I could barely read when I got my first library card. I still have that card and imagine going back to that little Arizona public library and using it to check out a book. Chances are it expired decades ago. My first foray into that library was the small room for children. There couldn't have been more than two hundred books on those shelves. I studied medicine with Sue Barton. I solved mysteries with Nancy Drew. I experienced wonderful adventures with The Bobbsey Twins. That small room also introduced me to Charles Dickens and Lewis Carroll and Mark Twain. Then the day came when I couldn't find a book on those shelves that I hadn't already read. I despaired of ever reading again until I looked out the door of that little room and saw the rest of the library. I was stunned and gradually absorbed the realization that in my lifetime I could never read every book ever written.
That moment of insight became part of my life's narrative. I really won't read every book ever written and that's okay. Nor, I now realize, do I want to read every book ever written. Beyond that, though, I won't even get to read every book I want to read. That's okay, too. And yet this obvious limitation has never stopped me from reading. Thus the first library metaphor might be to never give up on our life goals just because indications are we won't achieve them.

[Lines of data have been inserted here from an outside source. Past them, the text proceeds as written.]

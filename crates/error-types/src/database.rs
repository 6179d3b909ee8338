//! Database-specific error types
//!
//! Provides fine-grained error handling for database operations
//! with proper context and debugging information.

use thiserror::Error;
use std::time::Duration;

/// Database operation errors
#[derive(Debug, Error)]
pub enum DatabaseError {
    /// Connection pool exhausted
    #[error("Connection pool exhausted (max: {max_connections})")]
    PoolExhausted {
        max_connections: u32,
    },

    /// Connection timeout
    #[error("Connection timeout after {timeout:?}")]
    ConnectionTimeout {
        timeout: Duration,
    },

    /// Query timeout
    #[error("Query timeout after {timeout:?}")]
    QueryTimeout {
        timeout: Duration,
        query: String,
    },

    /// Deadlock detected
    #[error("Deadlock detected")]
    Deadlock,

    /// Foreign key constraint violation
    #[error("Foreign key constraint violation: {constraint}")]
    ForeignKeyViolation {
        constraint: String,
    },

    /// Unique constraint violation
    #[error("Unique constraint violation: {constraint}")]
    UniqueViolation {
        constraint: String,
    },

    /// Check constraint violation
    #[error("Check constraint violation: {constraint}")]
    CheckViolation {
        constraint: String,
    },

    /// Not null constraint violation
    #[error("Not null constraint violation: {column}")]
    NotNullViolation {
        column: String,
    },

    /// Transaction rollback
    #[error("Transaction rolled back")]
    TransactionRollback,

    /// Migration error
    #[error("Migration failed: {message}")]
    MigrationFailed {
        message: String,
        migration: String,
    },

    /// Connection error
    #[error("Database connection error")]
    ConnectionError {
        #[source]
        source: Box<dyn std::error::Error + Send + Sync>,
    },

    /// Generic database error
    #[error("Database error: {message}")]
    Other {
        message: String,
        #[source]
        source: Option<Box<dyn std::error::Error + Send + Sync>>,
    },
}

impl DatabaseError {
    /// Check if error is retryable
    pub fn is_retryable(&self) -> bool {
        matches!(
            self,
            Self::ConnectionTimeout { .. }
            | Self::QueryTimeout { .. }
            | Self::Deadlock
            | Self::TransactionRollback
            | Self::ConnectionError { .. }
        )
    }

    /// Get suggested retry delay
    pub fn retry_delay(&self) -> Option<Duration> {
        match self {
            Self::Deadlock => Some(Duration::from_millis(100)),
            Self::ConnectionTimeout { .. } => Some(Duration::from_secs(1)),
            Self::QueryTimeout { .. } => Some(Duration::from_secs(2)),
            Self::TransactionRollback => Some(Duration::from_millis(500)),
            _ => None,
        }
    }

    /// Check if error indicates a constraint violation
    pub fn is_constraint_violation(&self) -> bool {
        matches!(
            self,
            Self::ForeignKeyViolation { .. }
            | Self::UniqueViolation { .. }
            | Self::CheckViolation { .. }
            | Self::NotNullViolation { .. }
        )
    }
}

/// Convert from sqlx errors
impl From<sqlx::Error> for DatabaseError {
    fn from(err: sqlx::Error) -> Self {
        match err {
            sqlx::Error::PoolTimedOut => Self::PoolExhausted {
                max_connections: 0, // Would need to get from pool config
            },
            sqlx::Error::PoolClosed => Self::ConnectionError {
                source: Box::new(err),
            },
            sqlx::Error::Database(ref db_err) => {
                // Parse database-specific errors
                if let Some(constraint) = db_err.constraint() {
                    match db_err.kind() {
                        sqlx::error::ErrorKind::UniqueViolation => {
                            Self::UniqueViolation {
                                constraint: constraint.to_string(),
                            }
                        }
                        sqlx::error::ErrorKind::ForeignKeyViolation => {
                            Self::ForeignKeyViolation {
                                constraint: constraint.to_string(),
                            }
                        }
                        sqlx::error::ErrorKind::CheckViolation => {
                            Self::CheckViolation {
                                constraint: constraint.to_string(),
                            }
                        }
                        _ => Self::Other {
                            message: db_err.message().to_string(),
                            source: Some(Box::new(err)),
                        }
                    }
                } else {
                    Self::Other {
                        message: db_err.message().to_string(),
                        source: Some(Box::new(err)),
                    }
                }
            }
            _ => Self::Other {
                message: err.to_string(),
                source: Some(Box::new(err)),
            }
        }
    }
}

#[cfg(test)]
mod tests {
    use super::*;

    #[test]
    fn test_retryable_errors() {
        let deadlock = DatabaseError::Deadlock;
        assert!(deadlock.is_retryable());
        assert_eq!(deadlock.retry_delay(), Some(Duration::from_millis(100)));

        let unique = DatabaseError::UniqueViolation {
            constraint: "users_email_key".to_string(),
        };
        assert!(!unique.is_retryable());
        assert_eq!(unique.retry_delay(), None);
    }

    #[test]
    fn test_constraint_violations() {
        let fk = DatabaseError::ForeignKeyViolation {
            constraint: "fk_user_id".to_string(),
        };
        assert!(fk.is_constraint_violation());

        let timeout = DatabaseError::QueryTimeout {
            timeout: Duration::from_secs(5),
            query: "SELECT * FROM users".to_string(),
        };
        assert!(!timeout.is_constraint_violation());
    }
}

There's another even more compelling metaphor I learned from the library. We have to return the books by a certain date. Sure, we can renew the books but ultimately we have to give them back.
There were no bookstores in the small town of my youth. The first book I saw for sale was inexplicably propped up in the window of the drug store. Curious, I asked about the book and when I found out I could buy it immediately began saving my weekly allowance. I visited the window regularly and on occasion was allowed to hold the book. I worried that someone would buy the book before I had saved enough. It was an anxious time especially since there did not appear to be any other books for sale in the entire town. It took months to manage the price of the book but at last I became the proud owner of Angel Unaware by Dale Evans Rogers. Looking back on that purchase, I have no idea why the book appealed to me. Perhaps it was because I had never heard of a blue baby or maybe I just wanted it because it was there. I suspect it was in the window to begin with because the owner of the drug store read it and had no further use for it or received it as a gift and couldn't wait to get rid of it.
Since that original purchase the size of my library has ebbed and flowed depending on my income or the size of my home or on my willingness to stack, store, box, sell or donate. I have lost books and missed them desperately. I have loaned books never to get them back. I have borrowed books never to return them. I say I won't buy any more books and then, of course, I buy a few more books.
My library contains books trashed with my own notations and drawings and doodles, books treasured with the notations and drawings and doodles of people dear to me, books I inherited, books I bought, books considered classics, books read for fun, books read for study and many, many books not yet read.
With all of those books surrounding me and especially with all of those yet to be read books waiting on my shelves, I still frequently visit my local public library. Mind you, I don't just visit that library. I go there and I check out books which I bring home and read and really try to get them back to the library before their due date so I can check out more and repeat the cycle all the while aware of the unread books in my own library.
That moment back in the library of my youth when I realized I would never read all of the world's books also marked my beginning awareness of the limitations of mortality. I couldn't keep the library books forever. They had a due date. The yet to be read books patiently waiting on the shelves of my personal library don't appear to have a due date by which they must be read and returned. I'm a more efficient reader when I check books out of the library. I know I have to finish them by a certain date so I read with pleasurable intention.
Of course by embracing this logic I begin to see that while my own unread books have no due date, I do. I can only live my life until a certain date and as far as I know I won't be able to request a renewal. Unlike my library books, though, I don't know my due date. That complete lack of information makes it all to easy to pretend there is none.
Just as I read library books with greater focus because of the due date, I know that I do most other life chores most effectively and efficiently when they have a deadline. A dead line.
Using the public library as a metaphor for how I want to live my life, I'm going to try to be more aware of my own deadline even if the date remains unknown. Just as I read library books with more focus and intention because of their due date, I will try to live my life with similar focus and intention because I, too have a due date. Perhaps I'll start by reading some of the books in my own library.